Diaz Naryttza N, Krause Lutz, Goesmann Alexander, Niehaus Karsten, Nattkemper Tim W
Center for Biotechnology (CeBiTec), Bielefeld University, Bielefeld, Germany.
BMC Bioinformatics. 2009 Feb 11;10:56. doi: 10.1186/1471-2105-10-56.
Metagenomics, or the sequencing and analysis of collective genomes (metagenomes) of microorganisms isolated from an environment, promises direct access to the "unculturable majority". This emerging field offers the potential to lay solid basis on our understanding of the entire living world. However, the taxonomic classification is an essential task in the analysis of metagenomics data sets that it is still far from being solved. We present a novel strategy to predict the taxonomic origin of environmental genomic fragments.

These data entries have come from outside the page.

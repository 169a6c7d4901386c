//! Run RemesPath queries against JSON input

use tracing::debug;

use super::{CliError, json_to_node};
use crate::{
    Evaluator, JsonParser, Node, ParserOptions, compile,
    output::{PrettyStyle, pretty_render, to_json},
};

/// Options for the query command
#[derive(Debug, Clone, Default)]
pub struct CheckOptions {
    /// The RemesPath query to execute
    pub query: String,
    /// JSON input text
    pub input: Option<String>,
    /// Pretty-print the output
    pub pretty: bool,
    /// Only compile the query, don't execute
    pub syntax_only: bool,
    /// Read the input with serde_json instead of the tolerant parser
    pub strict: bool,
    /// Seed for `rand` and `randint`
    pub seed: Option<u64>,
    /// Tolerant parser settings, ignored with `strict`
    pub parser: ParserOptions,
}

/// Result of a check operation
#[derive(Debug)]
pub enum CheckResult {
    /// The query compiled
    SyntaxValid,
    /// Query executed successfully; rendered output
    Success(String),
}

/// Read `text` into a Node with the configured reader.
pub fn read_input(text: &str, strict: bool, options: &ParserOptions) -> Result<Node, CliError> {
    if strict {
        let value: serde_json::Value = serde_json::from_str(text)?;
        return Ok(json_to_node(value));
    }
    let mut parser = JsonParser::new(options.clone());
    let node = parser.parse(text)?;
    for lint in parser.lint() {
        debug!(position = lint.position, "{}", lint.message());
    }
    Ok(node)
}

/// Compile the query and, unless `syntax_only`, run it over the input.
pub fn execute_check(options: &CheckOptions) -> Result<CheckResult, CliError> {
    let compiled = compile(&options.query)?;
    if options.syntax_only {
        return Ok(CheckResult::SyntaxValid);
    }

    let text = options.input.as_ref().ok_or(CliError::NoInput)?;
    let mut input = read_input(text, options.strict, &options.parser)?;

    let mut evaluator = match options.seed {
        Some(seed) => Evaluator::with_seed(seed),
        None => Evaluator::new(),
    };
    let result = evaluator.run_mut(&compiled, &mut input).map_err(crate::QueryError::from)?;

    let output = if options.pretty {
        pretty_render(&result, 4, false, PrettyStyle::Google)
    } else {
        to_json(&result)
    };
    Ok(CheckResult::Success(output))
}
// tests/lexer_tests.rs

use remespath::ast::{BinOp, Token};
use remespath::lexer::{Lexer, tokenize};
use remespath::value::{Node, Value};

fn tokens(query: &str) -> Vec<Token> {
    tokenize(query).unwrap().into_iter().map(|(tok, _)| tok).collect()
}

fn lit(value: impl Into<Node>) -> Token {
    Token::Literal(value.into())
}

fn ident(name: &str) -> Token {
    Token::Ident(name.to_string())
}

// ============================================================================
// Single Tokens
// ============================================================================

#[test]
fn test_delimiters() {
    let test_cases = vec![
        ("@", Token::At),
        ("=", Token::Assign),
        ("!", Token::Bang),
        ("->", Token::Arrow),
        (".", Token::Dot),
        (",", Token::Comma),
        (":", Token::Colon),
        (";", Token::Semicolon),
    ];

    for (input, expected) in test_cases {
        assert_eq!(tokens(input), vec![expected, Token::Eof], "Failed for input: {}", input);
    }
}

#[test]
fn test_binary_operators() {
    let test_cases = vec![
        ("**", BinOp::Power),
        ("//", BinOp::FloorDivide),
        ("==", BinOp::Equal),
        ("!=", BinOp::NotEqual),
        ("=~", BinOp::Match),
        ("<=", BinOp::LessEqual),
        (">=", BinOp::GreaterEqual),
        ("<", BinOp::LessThan),
        (">", BinOp::GreaterThan),
        ("&", BinOp::BitAnd),
        ("|", BinOp::BitOr),
        ("^", BinOp::BitXor),
        ("+", BinOp::Add),
        ("-", BinOp::Subtract),
        ("*", BinOp::Multiply),
        ("/", BinOp::Divide),
        ("%", BinOp::Modulo),
    ];

    for (input, expected) in test_cases {
        assert_eq!(
            tokens(input),
            vec![Token::BinOp(expected), Token::Eof],
            "Failed for input: {}",
            input
        );
    }
}

// ============================================================================
// Literals
// ============================================================================

#[test]
fn test_numbers() {
    let test_cases = vec![
        ("42", lit(42)),
        ("0x1f", lit(31)),
        ("3.25", lit(3.25)),
        (".5", lit(0.5)),
        ("1e3", lit(1000.0)),
        ("2.5E-1", lit(0.25)),
        ("99999999999999999999", lit(1e20)),
    ];

    for (input, expected) in test_cases {
        assert_eq!(tokens(input), vec![expected, Token::Eof], "Failed for input: {}", input);
    }
}

#[test]
fn test_named_constants() {
    assert_eq!(
        tokens("null true false Infinity"),
        vec![
            lit(Node::null()),
            lit(true),
            lit(false),
            lit(f64::INFINITY),
            Token::Eof
        ]
    );
    let toks = tokens("NaN");
    assert!(matches!(&toks[0], Token::Literal(n) if matches!(n.value, Value::Float(f) if f.is_nan())));
}

#[test]
fn test_backtick_strings() {
    let test_cases = vec![
        ("`hello`", "hello"),
        ("`a b c`", "a b c"),
        ("`tick\\`tock`", "tick`tock"),
        ("`back\\\\slash`", "back\\slash"),
        ("`line\\nbreak`", "line\nbreak"),
        ("`\\d+`", "\\d+"),
        ("``", ""),
    ];

    for (input, expected) in test_cases {
        assert_eq!(tokens(input), vec![lit(expected), Token::Eof], "Failed for input: {}", input);
    }
}

#[test]
fn test_regex_literal() {
    let toks = tokens("g`^a+\\d$`");
    match &toks[0] {
        Token::Literal(Node {
            value: Value::Regex(re), ..
        }) => {
            assert_eq!(re.as_str(), "^a+\\d$");
            assert!(re.is_match("aa7"));
        }
        other => panic!("Expected regex literal, got {:?}", other),
    }
}

#[test]
fn test_json_literal() {
    let toks = tokens("j`{\"a\": [1, 2.5, 'x']}`");
    let expected = Node::object_from([(
        "a",
        Node::array(vec![Node::from(1), Node::from(2.5), Node::from("x")]),
    )]);
    assert_eq!(toks, vec![Token::Literal(expected), Token::Eof]);
}

#[test]
fn test_g_and_j_are_identifiers_without_backtick() {
    assert_eq!(tokens("g j"), vec![ident("g"), ident("j"), Token::Eof]);
}

// ============================================================================
// Disambiguation
// ============================================================================

#[test]
fn test_dot_after_operand_is_accessor() {
    assert_eq!(
        tokens("@.5"),
        vec![Token::At, Token::Dot, lit(5), Token::Eof]
    );
    assert_eq!(
        tokens("@[0].a"),
        vec![
            Token::At,
            Token::LBracket,
            lit(0),
            Token::RBracket,
            Token::Dot,
            ident("a"),
            Token::Eof
        ]
    );
    assert_eq!(
        tokens("1 + .5"),
        vec![lit(1), Token::BinOp(BinOp::Add), lit(0.5), Token::Eof]
    );
}

#[test]
fn test_minus_is_never_part_of_a_number() {
    assert_eq!(
        tokens("-2"),
        vec![Token::BinOp(BinOp::Subtract), lit(2), Token::Eof]
    );
}

#[test]
fn test_identifiers() {
    assert_eq!(
        tokens("foo _bar $ref a1 caf\u{e9}"),
        vec![
            ident("foo"),
            ident("_bar"),
            ident("$ref"),
            ident("a1"),
            ident("caf\u{e9}"),
            Token::Eof
        ]
    );
}

#[test]
fn test_full_query() {
    assert_eq!(
        tokens("@.items[@.price >= 10]->str(@)"),
        vec![
            Token::At,
            Token::Dot,
            ident("items"),
            Token::LBracket,
            Token::At,
            Token::Dot,
            ident("price"),
            Token::BinOp(BinOp::GreaterEqual),
            lit(10),
            Token::RBracket,
            Token::Arrow,
            ident("str"),
            Token::LParen,
            Token::At,
            Token::RParen,
            Token::Eof,
        ]
    );
}

#[test]
fn test_positions_are_char_offsets() {
    let toks = Lexer::new("`\u{e9}\u{e9}` + x").tokenize().unwrap();
    let positions: Vec<usize> = toks.iter().map(|(_, p)| *p).collect();
    assert_eq!(positions, vec![0, 5, 7, 8]);
}

// ============================================================================
// Errors
// ============================================================================

#[test]
fn test_lex_errors() {
    let test_cases = vec![
        ("@.a`b", 3, "Unterminated string literal"),
        ("@ # 1", 2, "Invalid token '#'"),
        ("1.2.3", 3, "Number with two decimal points"),
        ("g`(`", 0, "Invalid regex"),
        ("j`[1, tru]`", 0, "Invalid JSON literal"),
        ("@[1", 1, "Unclosed '['"),
        ("@.a)", 3, "Unmatched ')'"),
        ("(@[0)]", 4, "Unmatched ')'"),
    ];

    for (input, position, message) in test_cases {
        let err = tokenize(input).unwrap_err();
        assert_eq!(err.position, position, "Failed for input: {}", input);
        assert!(
            err.message.starts_with(message),
            "Failed for input: {}: got {}",
            input,
            err.message
        );
    }
}

#[test]
fn test_error_display_has_caret() {
    let err = tokenize("@.a`b").unwrap_err();
    assert_eq!(
        err.to_string(),
        "Syntax error at position 3: Unterminated string literal\n@.a`b\n   ^"
    );
}

#[test]
fn test_bracket_depth_limit() {
    let ok = format!("{}1{}", "(".repeat(512), ")".repeat(512));
    assert!(tokenize(&ok).is_ok());

    let too_deep = format!("{}1{}", "(".repeat(513), ")".repeat(513));
    let err = tokenize(&too_deep).unwrap_err();
    assert_eq!(err.position, 512);
    assert_eq!(err.message, "Maximum recursion depth (512) reached");
}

The proposed classifier combines the idea of the k-nearest neighbor with strategies from kernel-based learning.
Our novel strategy was extensively evaluated using the leave-one-out cross validation strategy on fragments of variable length (800 bp - 50 Kbp) from 373 completely sequenced genomes. TACOA is able to classify genomic fragments of length 800 bp and 1 Kbp with high accuracy until rank class. For longer fragments > or = 3 Kbp accurate predictions are made at even deeper taxonomic ranks (order and genus). Remarkably, TACOA also produces reliable results when the taxonomic origin of a fragment is not represented in the reference set, thus classifying such fragments to its known broader taxonomic class or simply as "unknown". We compared the classification accuracy of TACOA with the latest intrinsic classifier PhyloPythia using 63 recently published complete genomes. For fragments of length 800 bp and 1 Kbp the overall accuracy of TACOA is higher than that obtained by PhyloPythia at all taxonomic ranks. For all fragment lengths, both methods achieved comparable high specificity results up to rank class and low false negative rates are also obtained.
An accurate multi-class taxonomic classifier was developed for environmental genomic fragments. TACOA can predict with high reliability the taxonomic origin of genomic fragments as short as 800 bp. The proposed method is transparent, fast, accurate and the reference set can be easily updated as newly sequenced genomes become available. Moreover, the method demonstrated to be competitive when compared to the most current classifier PhyloPythia and has the advantage that it can be locally installed and the reference set can be kept up-to-date.
宏基因组学,即对从环境中分离出的微生物的集体基因组(宏基因组)进行测序和分析,有望直接接触到“绝大多数不可培养的微生物”。这个新兴领域为我们理解整个生物世界奠定坚实基础提供了潜力。然而,分类学分类是宏基因组学数据集分析中的一项基本任务,目前仍远未得到解决。我们提出了一种预测环境基因组片段分类学来源的新策略。所提出的分类器将k近邻算法的思想与基于核学习的策略相结合。
我们使用留一法交叉验证策略,对来自373个完全测序基因组的可变长度(800bp - 50Kbp)片段进行了广泛评估。TACOA能够以高精度将长度为800bp和1Kbp的基因组片段分类到等级分类。对于长度大于或等于3Kbp的较长片段,在更深的分类学等级(目和属)上也能做出准确预测。值得注意的是,当片段的分类学来源在参考集中未被代表时,TACOA也能产生可靠的结果,从而将此类片段分类到其已知的更宽泛的分类类别或简单地归类为“未知”。我们使用63个最近发表的完整基因组,将TACOA的分类准确性与最新的内在分类器PhyloPythia进行了比较。对于长度为800bp和1Kbp的片段,TACOA在所有分类学等级上的总体准确性都高于PhyloPythia。对于所有片段长度,两种方法在等级分类之前都获得了相当高的特异性结果,并且假阴性率也很低。
开发了一种用于环境基因组片段的准确多类分类器。TACOA能够以高可靠性预测短至800bp的基因组片段的分类学来源。所提出的方法透明、快速、准确,并且随着新测序基因组的出现,参考集可以很容易地更新。此外,与当前最先进的分类器PhyloPythia相比,该方法具有竞争力,并且具有可以在本地安装且参考集可以保持最新的优势。